#### Task to carry out
In the records below, begin at the line containing "while pos <" and end at the line containing "is an error."; quote every line in that span exactly, including both boundary lines, and no others.

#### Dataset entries
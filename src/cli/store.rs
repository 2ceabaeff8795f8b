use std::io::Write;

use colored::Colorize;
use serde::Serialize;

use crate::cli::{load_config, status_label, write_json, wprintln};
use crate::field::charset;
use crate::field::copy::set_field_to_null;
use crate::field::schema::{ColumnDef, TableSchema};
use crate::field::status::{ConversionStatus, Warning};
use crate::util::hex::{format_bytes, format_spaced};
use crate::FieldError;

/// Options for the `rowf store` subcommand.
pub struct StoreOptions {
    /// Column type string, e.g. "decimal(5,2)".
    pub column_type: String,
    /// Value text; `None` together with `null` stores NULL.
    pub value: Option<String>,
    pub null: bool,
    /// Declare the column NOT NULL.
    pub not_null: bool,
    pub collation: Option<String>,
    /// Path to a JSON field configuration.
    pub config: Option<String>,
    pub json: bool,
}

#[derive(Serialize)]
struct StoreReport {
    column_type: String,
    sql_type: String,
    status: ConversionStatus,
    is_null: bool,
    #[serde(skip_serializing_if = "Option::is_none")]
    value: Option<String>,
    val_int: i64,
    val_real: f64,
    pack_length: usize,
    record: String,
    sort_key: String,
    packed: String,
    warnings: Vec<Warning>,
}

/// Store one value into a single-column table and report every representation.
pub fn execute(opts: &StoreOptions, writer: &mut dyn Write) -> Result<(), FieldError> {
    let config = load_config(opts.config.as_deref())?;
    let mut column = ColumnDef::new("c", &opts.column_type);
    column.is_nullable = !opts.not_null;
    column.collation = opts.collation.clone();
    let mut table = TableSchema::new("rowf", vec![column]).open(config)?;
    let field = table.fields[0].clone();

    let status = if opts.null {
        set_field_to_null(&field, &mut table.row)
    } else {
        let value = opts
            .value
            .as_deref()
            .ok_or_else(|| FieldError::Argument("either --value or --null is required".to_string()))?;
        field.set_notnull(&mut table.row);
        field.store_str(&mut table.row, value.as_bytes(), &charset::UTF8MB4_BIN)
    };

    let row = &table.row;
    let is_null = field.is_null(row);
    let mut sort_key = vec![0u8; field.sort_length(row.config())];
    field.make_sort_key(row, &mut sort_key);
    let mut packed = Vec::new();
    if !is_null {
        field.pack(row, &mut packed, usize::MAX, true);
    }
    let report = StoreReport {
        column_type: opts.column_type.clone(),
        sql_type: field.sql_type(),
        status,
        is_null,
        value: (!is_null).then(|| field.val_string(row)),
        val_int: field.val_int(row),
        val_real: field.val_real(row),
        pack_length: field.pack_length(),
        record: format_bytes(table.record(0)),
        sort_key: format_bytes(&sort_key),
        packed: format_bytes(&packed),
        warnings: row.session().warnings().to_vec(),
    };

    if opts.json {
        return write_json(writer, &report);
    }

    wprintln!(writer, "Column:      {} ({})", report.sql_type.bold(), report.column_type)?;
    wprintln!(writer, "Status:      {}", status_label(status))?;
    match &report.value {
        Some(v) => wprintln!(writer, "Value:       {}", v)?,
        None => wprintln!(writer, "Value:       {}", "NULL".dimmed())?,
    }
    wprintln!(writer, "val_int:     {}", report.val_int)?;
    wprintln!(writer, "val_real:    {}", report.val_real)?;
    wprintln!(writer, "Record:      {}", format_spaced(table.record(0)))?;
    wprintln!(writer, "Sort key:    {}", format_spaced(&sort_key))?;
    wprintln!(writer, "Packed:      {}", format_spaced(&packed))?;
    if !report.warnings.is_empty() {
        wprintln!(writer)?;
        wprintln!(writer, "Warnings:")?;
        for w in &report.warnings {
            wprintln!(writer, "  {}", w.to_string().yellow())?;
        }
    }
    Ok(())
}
...
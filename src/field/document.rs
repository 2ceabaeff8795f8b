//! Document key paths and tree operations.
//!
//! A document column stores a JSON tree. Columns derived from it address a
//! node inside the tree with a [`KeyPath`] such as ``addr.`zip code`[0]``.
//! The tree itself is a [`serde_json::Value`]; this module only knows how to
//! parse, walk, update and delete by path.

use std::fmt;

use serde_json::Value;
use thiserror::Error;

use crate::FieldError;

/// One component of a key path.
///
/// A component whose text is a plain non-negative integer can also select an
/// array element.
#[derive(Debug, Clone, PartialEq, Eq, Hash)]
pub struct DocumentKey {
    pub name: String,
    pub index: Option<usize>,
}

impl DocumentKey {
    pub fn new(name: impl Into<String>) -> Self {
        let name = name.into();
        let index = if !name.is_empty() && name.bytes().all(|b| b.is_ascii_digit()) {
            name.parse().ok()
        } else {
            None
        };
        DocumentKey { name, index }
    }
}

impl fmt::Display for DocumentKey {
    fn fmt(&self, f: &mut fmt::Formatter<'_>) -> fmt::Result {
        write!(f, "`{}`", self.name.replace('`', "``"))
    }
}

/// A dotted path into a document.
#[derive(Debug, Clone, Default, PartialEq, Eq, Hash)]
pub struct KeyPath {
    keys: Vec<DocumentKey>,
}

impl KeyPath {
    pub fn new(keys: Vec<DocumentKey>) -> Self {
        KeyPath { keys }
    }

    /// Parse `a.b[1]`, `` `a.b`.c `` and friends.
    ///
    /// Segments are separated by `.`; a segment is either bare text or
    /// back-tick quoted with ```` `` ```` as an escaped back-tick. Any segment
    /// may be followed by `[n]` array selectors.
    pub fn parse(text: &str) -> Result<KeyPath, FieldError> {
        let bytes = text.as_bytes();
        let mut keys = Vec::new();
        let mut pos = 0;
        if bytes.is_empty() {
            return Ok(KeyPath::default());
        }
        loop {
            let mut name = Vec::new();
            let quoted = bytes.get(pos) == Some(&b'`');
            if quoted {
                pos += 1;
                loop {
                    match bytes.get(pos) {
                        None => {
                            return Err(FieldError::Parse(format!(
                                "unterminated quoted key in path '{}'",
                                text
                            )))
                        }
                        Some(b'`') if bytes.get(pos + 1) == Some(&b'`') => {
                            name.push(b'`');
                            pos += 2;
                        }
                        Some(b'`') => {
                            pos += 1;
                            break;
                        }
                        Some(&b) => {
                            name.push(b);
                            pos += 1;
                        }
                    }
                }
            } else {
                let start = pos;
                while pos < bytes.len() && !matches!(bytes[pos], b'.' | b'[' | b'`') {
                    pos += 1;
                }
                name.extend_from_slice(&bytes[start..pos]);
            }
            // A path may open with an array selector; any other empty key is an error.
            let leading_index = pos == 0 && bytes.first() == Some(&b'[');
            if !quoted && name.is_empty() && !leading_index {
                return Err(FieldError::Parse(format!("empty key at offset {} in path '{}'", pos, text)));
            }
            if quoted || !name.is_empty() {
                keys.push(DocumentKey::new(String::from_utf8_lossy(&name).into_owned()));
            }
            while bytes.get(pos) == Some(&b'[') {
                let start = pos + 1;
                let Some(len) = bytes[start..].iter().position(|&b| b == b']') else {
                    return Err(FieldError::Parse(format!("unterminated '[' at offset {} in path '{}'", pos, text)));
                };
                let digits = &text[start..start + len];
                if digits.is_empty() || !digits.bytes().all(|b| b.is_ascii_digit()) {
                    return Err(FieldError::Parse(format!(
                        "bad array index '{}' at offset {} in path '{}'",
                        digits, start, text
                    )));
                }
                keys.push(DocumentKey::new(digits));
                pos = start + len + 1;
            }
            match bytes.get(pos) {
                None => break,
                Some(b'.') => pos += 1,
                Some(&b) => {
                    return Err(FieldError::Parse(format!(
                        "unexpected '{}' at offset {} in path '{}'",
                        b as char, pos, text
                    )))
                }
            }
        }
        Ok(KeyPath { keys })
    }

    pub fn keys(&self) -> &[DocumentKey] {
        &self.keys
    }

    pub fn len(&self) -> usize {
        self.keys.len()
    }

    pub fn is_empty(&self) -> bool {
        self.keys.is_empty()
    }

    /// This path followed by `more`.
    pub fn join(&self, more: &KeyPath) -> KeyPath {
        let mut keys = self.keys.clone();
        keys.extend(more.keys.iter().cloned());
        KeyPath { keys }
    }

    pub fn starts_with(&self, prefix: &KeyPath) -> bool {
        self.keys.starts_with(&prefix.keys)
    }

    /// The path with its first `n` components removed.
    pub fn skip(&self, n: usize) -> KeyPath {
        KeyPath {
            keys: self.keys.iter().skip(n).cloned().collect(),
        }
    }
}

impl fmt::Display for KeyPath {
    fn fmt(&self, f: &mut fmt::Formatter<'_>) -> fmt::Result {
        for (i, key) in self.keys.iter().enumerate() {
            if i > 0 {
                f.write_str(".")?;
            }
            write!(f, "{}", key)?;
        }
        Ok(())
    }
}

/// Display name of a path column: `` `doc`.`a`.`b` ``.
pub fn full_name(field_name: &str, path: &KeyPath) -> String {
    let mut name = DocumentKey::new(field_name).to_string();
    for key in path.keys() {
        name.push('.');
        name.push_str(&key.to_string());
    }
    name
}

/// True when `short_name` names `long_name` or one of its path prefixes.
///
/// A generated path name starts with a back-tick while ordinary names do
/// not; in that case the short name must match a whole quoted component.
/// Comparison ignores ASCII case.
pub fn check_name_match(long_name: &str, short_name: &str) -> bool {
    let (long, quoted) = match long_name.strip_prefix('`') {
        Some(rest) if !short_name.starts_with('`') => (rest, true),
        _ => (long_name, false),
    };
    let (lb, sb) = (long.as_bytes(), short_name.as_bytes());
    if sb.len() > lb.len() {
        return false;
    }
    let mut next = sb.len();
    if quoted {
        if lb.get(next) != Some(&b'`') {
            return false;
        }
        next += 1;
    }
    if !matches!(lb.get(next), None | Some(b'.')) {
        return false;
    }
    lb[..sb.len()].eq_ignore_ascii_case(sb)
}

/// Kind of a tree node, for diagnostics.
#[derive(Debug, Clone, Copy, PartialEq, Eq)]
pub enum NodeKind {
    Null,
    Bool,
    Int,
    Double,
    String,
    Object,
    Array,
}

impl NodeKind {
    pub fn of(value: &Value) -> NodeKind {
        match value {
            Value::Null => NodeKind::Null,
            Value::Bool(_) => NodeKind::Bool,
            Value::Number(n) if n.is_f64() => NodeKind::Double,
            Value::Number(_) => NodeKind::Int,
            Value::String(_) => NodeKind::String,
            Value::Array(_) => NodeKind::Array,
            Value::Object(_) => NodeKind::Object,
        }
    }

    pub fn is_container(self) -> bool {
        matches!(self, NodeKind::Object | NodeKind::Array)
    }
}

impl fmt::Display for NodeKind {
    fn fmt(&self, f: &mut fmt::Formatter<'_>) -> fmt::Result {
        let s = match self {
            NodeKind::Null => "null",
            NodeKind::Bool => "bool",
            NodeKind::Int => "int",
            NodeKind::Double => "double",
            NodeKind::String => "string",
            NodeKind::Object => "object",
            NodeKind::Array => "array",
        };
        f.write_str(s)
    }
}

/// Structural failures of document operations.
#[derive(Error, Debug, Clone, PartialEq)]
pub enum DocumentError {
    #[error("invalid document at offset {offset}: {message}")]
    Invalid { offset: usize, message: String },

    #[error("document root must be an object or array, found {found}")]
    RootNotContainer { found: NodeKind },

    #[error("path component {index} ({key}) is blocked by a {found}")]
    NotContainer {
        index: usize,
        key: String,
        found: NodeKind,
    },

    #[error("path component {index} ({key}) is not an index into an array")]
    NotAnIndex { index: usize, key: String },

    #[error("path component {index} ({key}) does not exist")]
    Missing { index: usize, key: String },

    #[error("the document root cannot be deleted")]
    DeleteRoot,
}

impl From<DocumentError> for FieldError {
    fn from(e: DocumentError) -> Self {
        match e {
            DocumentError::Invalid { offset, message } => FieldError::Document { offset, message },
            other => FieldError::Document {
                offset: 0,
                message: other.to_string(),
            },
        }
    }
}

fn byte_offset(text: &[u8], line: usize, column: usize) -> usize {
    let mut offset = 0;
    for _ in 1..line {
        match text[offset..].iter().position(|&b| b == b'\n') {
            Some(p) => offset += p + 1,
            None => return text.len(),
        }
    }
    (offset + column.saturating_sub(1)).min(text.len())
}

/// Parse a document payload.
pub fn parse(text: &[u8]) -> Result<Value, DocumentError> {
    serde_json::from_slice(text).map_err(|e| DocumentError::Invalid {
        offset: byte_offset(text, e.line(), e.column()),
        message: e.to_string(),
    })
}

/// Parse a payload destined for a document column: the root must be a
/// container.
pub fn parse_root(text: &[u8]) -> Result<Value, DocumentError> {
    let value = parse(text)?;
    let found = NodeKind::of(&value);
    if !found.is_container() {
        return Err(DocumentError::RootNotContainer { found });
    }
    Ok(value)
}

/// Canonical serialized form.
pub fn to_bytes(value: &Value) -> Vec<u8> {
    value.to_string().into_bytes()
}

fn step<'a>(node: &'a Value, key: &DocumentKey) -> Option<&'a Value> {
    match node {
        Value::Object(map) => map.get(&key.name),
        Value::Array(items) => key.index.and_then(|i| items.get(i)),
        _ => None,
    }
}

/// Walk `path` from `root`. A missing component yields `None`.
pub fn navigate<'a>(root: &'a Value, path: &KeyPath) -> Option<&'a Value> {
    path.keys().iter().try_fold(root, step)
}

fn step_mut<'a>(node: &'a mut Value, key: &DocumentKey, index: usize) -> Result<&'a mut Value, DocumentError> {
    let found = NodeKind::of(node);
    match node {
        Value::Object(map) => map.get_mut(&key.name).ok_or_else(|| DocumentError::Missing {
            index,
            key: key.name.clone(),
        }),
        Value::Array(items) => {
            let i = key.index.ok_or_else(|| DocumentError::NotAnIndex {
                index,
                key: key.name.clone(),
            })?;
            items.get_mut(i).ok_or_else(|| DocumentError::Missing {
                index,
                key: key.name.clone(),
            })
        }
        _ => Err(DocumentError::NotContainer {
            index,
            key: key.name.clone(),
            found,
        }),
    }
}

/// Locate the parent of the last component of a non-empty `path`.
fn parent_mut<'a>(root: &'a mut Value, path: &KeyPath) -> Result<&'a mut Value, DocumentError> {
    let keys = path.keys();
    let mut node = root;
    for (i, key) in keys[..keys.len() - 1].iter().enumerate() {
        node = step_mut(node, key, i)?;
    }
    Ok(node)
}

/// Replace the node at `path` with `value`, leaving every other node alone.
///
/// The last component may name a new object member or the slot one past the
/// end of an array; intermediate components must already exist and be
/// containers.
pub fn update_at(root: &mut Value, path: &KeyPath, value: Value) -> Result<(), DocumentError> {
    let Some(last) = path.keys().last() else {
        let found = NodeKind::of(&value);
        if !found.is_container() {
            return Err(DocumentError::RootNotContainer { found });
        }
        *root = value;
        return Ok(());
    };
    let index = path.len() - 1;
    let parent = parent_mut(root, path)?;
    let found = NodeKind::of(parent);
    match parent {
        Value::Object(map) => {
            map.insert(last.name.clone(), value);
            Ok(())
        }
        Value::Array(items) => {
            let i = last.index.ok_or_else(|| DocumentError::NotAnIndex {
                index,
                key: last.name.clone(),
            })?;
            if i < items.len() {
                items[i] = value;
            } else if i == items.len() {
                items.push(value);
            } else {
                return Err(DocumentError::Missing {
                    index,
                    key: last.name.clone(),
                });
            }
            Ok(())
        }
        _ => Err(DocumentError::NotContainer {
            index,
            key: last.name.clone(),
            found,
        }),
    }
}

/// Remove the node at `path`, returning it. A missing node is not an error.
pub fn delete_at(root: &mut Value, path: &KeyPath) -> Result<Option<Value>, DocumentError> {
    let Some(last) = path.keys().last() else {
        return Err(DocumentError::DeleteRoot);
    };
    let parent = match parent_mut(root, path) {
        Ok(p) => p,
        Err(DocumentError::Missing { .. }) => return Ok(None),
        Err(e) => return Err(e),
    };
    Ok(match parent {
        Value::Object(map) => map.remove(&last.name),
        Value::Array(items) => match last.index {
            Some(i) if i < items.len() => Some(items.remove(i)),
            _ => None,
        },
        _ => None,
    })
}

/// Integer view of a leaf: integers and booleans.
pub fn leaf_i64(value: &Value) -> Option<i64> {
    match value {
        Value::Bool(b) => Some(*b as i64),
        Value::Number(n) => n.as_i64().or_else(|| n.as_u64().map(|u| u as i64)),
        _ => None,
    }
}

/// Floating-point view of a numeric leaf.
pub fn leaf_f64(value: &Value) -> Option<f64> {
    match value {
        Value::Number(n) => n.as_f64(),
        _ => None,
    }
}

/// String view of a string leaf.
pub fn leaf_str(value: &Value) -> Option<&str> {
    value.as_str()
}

#### Exercise response
                while pos < bytes.len() && !matches!(bytes[pos], b'.' | b'[' | b'`') {
                    pos += 1;
                }
                name.extend_from_slice(&bytes[start..pos]);
            }
            // A path may open with an array selector; any other empty key is an error.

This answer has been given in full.